The other way publishers and authors can use Goodreads is to generate interest in authors well known in their own countries, but not so well known in others. Given that long time-to-market cycle and the inevitable delays in British authors’ books acquiring North American publishers, for instance, British authors and publishers can do a giveaway of their books that’s restricted to the US or to Canada or to the US and Canada a few months in advance of North American publication. That means by the time the book IS available for purchase in North America, it’s already got readers and fans who’ve rated the book, commented on it – and are far more likely to blog about it and review it on their blogs, mention it on other social networking sites like Twitter, as well as on major online book e-tailing sites like Amazon, Chapters Indigo, Borders, Barnes and Noble, Waterstones, IndiePride. Never underestimate the power of this kind of advance word-of-mouth recommendation. It may be the electronic version of hand-selling, but it works in much the same way ‘staff picks’ works in bricks and mortar bookstores.

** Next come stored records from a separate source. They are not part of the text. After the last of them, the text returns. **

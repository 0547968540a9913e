//! Authentication extractor backed by signed session tokens.
//!
//! Usage: Add `AuthUser` as an extractor parameter to require authentication,
//! or `Option<AuthUser>` where anonymous callers are allowed. The token is
//! read from the `Authorization: Bearer` header first, then from the session
//! cookie.
//!
//! ```ignore
//! async fn my_handler(AuthUser { user }: AuthUser, ...) -> ... {
//!     // user.id, user.role are available here
//! }
//! ```

use std::convert::Infallible;

use axum::{
    Json, RequestPartsExt,
    extract::{FromRequestParts, OptionalFromRequestParts},
    http::{StatusCode, request::Parts},
    response::{IntoResponse, Response},
};
use axum_extra::{
    TypedHeader,
    extract::CookieJar,
    headers::{Authorization, authorization::Bearer},
};

use crate::models::User;
use crate::session::SESSION_COOKIE;
use crate::state::AppState;

/// Authenticated user resolved from a valid session token.
pub struct AuthUser {
    pub user: User,
}

impl FromRequestParts<AppState> for AuthUser {
    type Rejection = AuthError;

    async fn from_request_parts(
        parts: &mut Parts,
        state: &AppState,
    ) -> Result<Self, Self::Rejection> {
        let bearer = parts
            .extract::<TypedHeader<Authorization<Bearer>>>()
            .await
            .ok()
            .map(|TypedHeader(Authorization(bearer))| bearer.token().to_string());

        let token = match bearer {
            Some(token) => token,
            None => CookieJar::from_headers(&parts.headers)
                .get(SESSION_COOKIE)
                .map(|cookie| cookie.value().to_string())
                .ok_or(AuthError::MissingToken)?,
        };

        let payload = state.session.verify(&token).ok_or(AuthError::InvalidToken)?;

        let user = state
            .stores
            .users
            .find_by_id(payload.sub)
            .await
            .map_err(|e| {
                tracing::error!("User lookup failed during auth: {:?}", e);
                AuthError::InvalidToken
            })?
            .ok_or(AuthError::InvalidToken)?;

        Ok(AuthUser { user })
    }
}

impl OptionalFromRequestParts<AppState> for AuthUser {
    type Rejection = Infallible;

    async fn from_request_parts(
        parts: &mut Parts,
        state: &AppState,
    ) -> Result<Option<Self>, Self::Rejection> {
        Ok(
            <Self as FromRequestParts<AppState>>::from_request_parts(parts, state)
                .await
                .ok(),
        )
    }
}

pub enum AuthError {
    MissingToken,
    InvalidToken,
}

impl IntoResponse for AuthError {
    fn into_response(self) -> Response {
        let (status, message) = match self {
            AuthError::MissingToken => (StatusCode::UNAUTHORIZED, "Missing authorization token"),
            AuthError::InvalidToken => (StatusCode::UNAUTHORIZED, "Invalid or expired token"),
        };

        let body = serde_json::json!({ "error": message });

        (status, Json(body)).into_response()
    }
}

If, by the way, you don’t believe that a lot of bookselling comes down to chance and positioning, let me tell you that the last time I worked in a bookstore, we had a particularly egregious and over-priced book on napkin-folding languishing in our crafts section for nearly two months. Having counted the same eight books two months in a row (prior to totally automated inventory control resulting from the introduction of scanners and bar codes), I was determined to get rid of them for once and for all. I pulled them off the shelf for return to the publisher. I was diverted from the stock room by a customer wanting to make a purchase and flung them on the front counter. Much to my surprise (and before I could even get them properly displayed), they started to sell. Two days later I was calling the other stores in their chain and arranging to have their stock of Napkin Folding for Dummies with More Money Than Sense shipped to my store. I think we sold about 20 of them….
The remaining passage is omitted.